Officials and cybersecurity experts say the pace and scale of Chinese hacking for commercial gain dropped off after the agreement.
It is unclear whether that alone was the cause, or because of moves Xi took at home to crack down on corruption and reorganize China's state-backed hacking efforts by bringing them under the control of the Ministry of State Security.
If Chinese cyber-specialists were launching cyberattacks on behalf of the government and also freelancing for private clients during their time off, for example, Xi's reforms may have brought that to a close.
The reduction in cyber-activity also may have been a combination of the 2015 deal with the United States and Xi's new policies.
Cyberattacks have ramped back up since the post-deal dip, according to U.S. officials, although some of the current hacking may fall into a gray zone that the Chinese government may not consider to be covered by the 2015 agreement.
Naming and shaming
Even though the Justice Department's indictments haven't brought an end to China's alleged cyberattacks, they have made public information that previously had been kept under lock and key by the U.S. government.
That, in turn, has helped raise public awareness — particularly among American companies — about China's pervasive hacking, backers say.
"What the indictments do is they put all of this information about this in the hands of the people who are now being targeted," said John Hultquist, the director of intelligence analysis at the cybersecurity firm FireEye.

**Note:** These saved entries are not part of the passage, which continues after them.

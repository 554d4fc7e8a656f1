//! NotificationProvider - owns at most one realtime client at a time.
//!
//! `mount` creates and opens a client unless one is already mounted;
//! `unmount` tears it down. Mounting again afterwards creates a fresh
//! client. Everything below the provider only gets a `NotificationHandle`.

use std::sync::{Arc, Mutex, MutexGuard, PoisonError};

use tokio::sync::watch;

use super::client::{RealtimeClientConfig, RealtimeError, RealtimeNotificationClient};
use crate::domain::foundation::{UserId, VehicleId};
use crate::domain::realtime::ConnectionState;
use crate::ports::{LocalEventPublisher, NoticeSink, RealtimeTransport};

pub struct NotificationProvider {
    transport: Arc<dyn RealtimeTransport>,
    notices: Arc<dyn NoticeSink>,
    signals: Arc<dyn LocalEventPublisher>,
    config: RealtimeClientConfig,
    identity: Mutex<Option<UserId>>,
    mounted: Mutex<Option<Arc<RealtimeNotificationClient>>>,
}

fn lock<T>(mutex: &Mutex<T>) -> MutexGuard<'_, T> {
    mutex.lock().unwrap_or_else(PoisonError::into_inner)
}

impl NotificationProvider {
    pub fn new(
        transport: Arc<dyn RealtimeTransport>,
        notices: Arc<dyn NoticeSink>,
        signals: Arc<dyn LocalEventPublisher>,
        config: RealtimeClientConfig,
    ) -> Self {
        Self {
            transport,
            notices,
            signals,
            config,
            identity: Mutex::new(None),
            mounted: Mutex::new(None),
        }
    }

    /// Returns a handle to the mounted client, creating and opening one if
    /// none is mounted.
    pub fn mount(&self) -> Result<NotificationHandle, RealtimeError> {
        let mut mounted = lock(&self.mounted);
        if let Some(client) = mounted.as_ref() {
            return Ok(NotificationHandle {
                client: Arc::clone(client),
            });
        }

        let client = Arc::new(RealtimeNotificationClient::new(
            Arc::clone(&self.transport),
            Arc::clone(&self.notices),
            Arc::clone(&self.signals),
            self.config.clone(),
        ));
        client.set_identity(lock(&self.identity).clone());
        client.open()?;

        *mounted = Some(Arc::clone(&client));
        tracing::debug!("Notification provider mounted");
        Ok(NotificationHandle { client })
    }

    /// Tears down the mounted client, if any.
    pub fn unmount(&self) {
        if let Some(client) = lock(&self.mounted).take() {
            client.close();
            tracing::debug!("Notification provider unmounted");
        }
    }

    pub fn is_mounted(&self) -> bool {
        lock(&self.mounted).is_some()
    }

    /// Records the signed-in user and forwards it to the mounted client.
    pub fn set_identity(&self, user: Option<UserId>) {
        *lock(&self.identity) = user.clone();
        if let Some(client) = lock(&self.mounted).as_ref() {
            client.set_identity(user);
        }
    }
}

impl Drop for NotificationProvider {
    fn drop(&mut self) {
        self.unmount();
    }
}

/// Read-only view of the mounted client plus room membership.
#[derive(Clone)]
pub struct NotificationHandle {
    client: Arc<RealtimeNotificationClient>,
}

impl NotificationHandle {
    pub fn is_connected(&self) -> bool {
        self.client.is_connected()
    }

    pub fn state(&self) -> ConnectionState {
        self.client.state()
    }

    pub fn watch_state(&self) -> watch::Receiver<ConnectionState> {
        self.client.watch_state()
    }

    pub fn join_vehicle_room(&self, vehicle_id: VehicleId) -> bool {
        self.client.join_vehicle_room(vehicle_id)
    }

    pub fn leave_vehicle_room(&self, vehicle_id: VehicleId) -> bool {
        self.client.leave_vehicle_room(vehicle_id)
    }
}
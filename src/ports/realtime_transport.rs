//! Realtime transport port - a persistent bidirectional event channel.
//!
//! The notification client drives reconnection itself; a transport only
//! knows how to make one connection attempt and how to talk over it.

use async_trait::async_trait;
use serde_json::Value;
use thiserror::Error;

/// Why a connection attempt failed or an established connection dropped.
#[derive(Debug, Clone, PartialEq, Eq, Error)]
pub enum ConnectionFailure {
    /// Could not reach the server.
    #[error("connection refused: {0}")]
    Refused(String),

    /// Server reachable but the handshake was not acknowledged.
    #[error("handshake failed: {0}")]
    Handshake(String),

    /// Established connection was lost.
    #[error("connection lost: {0}")]
    Lost(String),

    /// Peer sent something we could not understand.
    #[error("protocol error: {0}")]
    Protocol(String),
}

/// A named event received from the server.
#[derive(Debug, Clone, PartialEq)]
pub struct InboundMessage {
    pub name: String,
    pub payload: Value,
}

impl InboundMessage {
    pub fn new(name: impl Into<String>, payload: Value) -> Self {
        Self {
            name: name.into(),
            payload,
        }
    }
}

/// Factory for connections to one realtime endpoint.
#[async_trait]
pub trait RealtimeTransport: Send + Sync {
    /// Makes a single connection attempt.
    ///
    /// Returns only once the server has acknowledged the connection.
    async fn connect(&self) -> Result<Box<dyn RealtimeConnection>, ConnectionFailure>;
}

/// One established connection.
#[async_trait]
pub trait RealtimeConnection: Send {
    /// Sends a named event. Fire-and-forget: no acknowledgment is awaited.
    async fn emit(&mut self, name: &str, payload: Value) -> Result<(), ConnectionFailure>;

    /// Waits for the next inbound event.
    ///
    /// `None` means the server closed the connection. Must be cancel-safe:
    /// dropping the future between frames loses no event.
    async fn next_event(&mut self) -> Option<Result<InboundMessage, ConnectionFailure>>;

    /// Closes the connection. Best-effort; errors are swallowed.
    async fn close(&mut self);
}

"It's really important to get this into their hands and, in some cases, even prove to them that it's happening."
That information has prompted some American and other Western companies to reconsider doing business in China or partnering with Chinese firms on joint ventures.
And if that hesitation leads to economic consequences for China over the coming years, it could prompt the Chinese government to reconsider how it does business, argue supporters of overt actions like the Justice Department charges.
"When you lay out in meticulous detail the type of actions they're taking to steal from the partners who are supposed to be doing joint ventures with their company and investing inside the United States, it has a reputational cost and it allows businesses to make more rational cost benefit calculations," said John Carlin, who led the Justice Department's National Security Division.
Carlin helped bring the first case against Chinese hackers and he said that simply breaking the silence about the cyberattacks has been positive.
"It's quite useful, I think, for getting facts out there in a way that's credible to foreign partners and to our businesses."
But indictments are not on their own a solution, says Carlin, who wrote a book, "Dawn Of The Code War," that details efforts to combat China's hacking.
Instead, Carlin says, the indictments send a public signal while at the same time laying the groundwork for the United States to use other tools to pressure China to stop.
"If we're going to change this behavior, it has to be part of a larger strategy of raising the cost and includes all of the instruments of U.S. power, including the power to sanction under the Treasury Department," he said.
To date, however, the Treasury has not used that power against China over its industrial cyber-espionage.